The development of emotional and sexualrelationships is an important part of our lives.  For many of us when we're young, the prospect of a relationship provides an opportunity to express ourselves without self-censorship or fear. It's a way to test out our feelings and desires and to learn new skills. For some of us, a relationship may also provide the first opportunity to have sex with another man. For these, and other reasons, many of us rush into relationships or desperately seek them out in order to experience the feelings and desires that have been locked away or unable to be expressed for many years. However, it is important to realise that you don't have to be involved in a relationship to experience being gay. Most of these feelings can also be experienced as a single person, especially if you have access to gay social situations.

Although being single may not seem as attractive an idea as entering into a full-on relationship with the man you love, it does offer opportunities to explore your feelings at your own pace and without possible restrictions and disappointments that relationships can sometimes bring.

It is rare for our early relationships to last a life time.  The romantic ideal of high school sweethearts falling in love and being together for the rest of their lives is rare in both straight and gay relationships. Most of us find a need to explore our sexuality with a variety of partners and types of relationships before we are prepared to "settle down." In this way we sharpen our ability to understand and maintain relationships by having a breadth of experience from which to draw.

Successful gay relationships
Most of the expectations we have about our relationships and our lovers are based on what we see around us. Other people's relationships often provide a frame of reference or a model for us on how to live our lives. This does not necessarily mean that we strive to copy them. In many cases, they show the aspects of relationships which we want to avoid.          

Our parents have a particularly strong influence on our beliefs and expectations about relationships. For most gay guys though, our parents' relationship gives us little insight into how to handle issues in a same-sex relationship. Theirs seem to be based on getting married and raising a family. For gay guys, at least at the moment, the prospects of following in our parent's footsteps in this way are not so good. So how do we learn what a "successful" gay relationship is?

Newspapers, magazines, television and movies usually portray gay guys and gay life as "fast lane", uncommitted, hedonistic and selfish. These images add to the myth that gay relationships can't work. Seldom do we see in the media examples of the millions of successful, satisfying and long-term gay and lesbian relationships throughout the world. In fact, it's not often that we see any examples of gay relationships in the media at all.
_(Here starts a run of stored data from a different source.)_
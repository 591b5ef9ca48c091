//! Shelf Server
//!
//! Ingests uploaded EPUB files into a reading library: the original
//! archive, a markdown text rendition and the cover image are stored as
//! blobs, and an ebook record is created for the reader.

pub mod config;
pub mod db;
pub mod epub;
pub mod error;
pub mod ingest;
pub mod routes;
pub mod state;
pub mod storage;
Even on the gay scene, it is often hard to see examples of successful relationships unless you are prepared to invest some time in searching them out. This is largely because the gay scene tends to cater more for single guys than for guys in relationships. At least it often seems that way!

Whatever the reasons, it remains that a good role model for gay relationships is often hard to find - particularly if you don't have much to do with the gay community or are not involved in gay groups such as social or sporting groups. It is through trial and error that we get a satisfactory understanding of successful same-sex relationships.

The diversity of Relationships
Relationships can be viewed as a reflection of the personalities of the people in them. Just as no two people are the same, no two relationships are the same. The process of making agreements on the rules of our relationships is ongoing. Agreements are changed and updated as aspects of the relationship change over time.

All of us come to a relationship with ideas of what we want from it. We cannot expect our partner's wants and needs to exactly match ours. Some of us want a relationship where sex only happens within the relationship (monogamy), while others want the option to have sex with a number of men while still being involved in a loving relationship. Neither viewpoint is more mature nor moral than the other. They are both reasonable choices.

Knowing what we want from a relationship is never easy at first. As mentioned before, our first relationships often just copy the rules and behaviour of others (such as our parents) without really understanding or questioning why we do it. Nevertheless, from this starting point we can examine and compare these rules to see if they work for us.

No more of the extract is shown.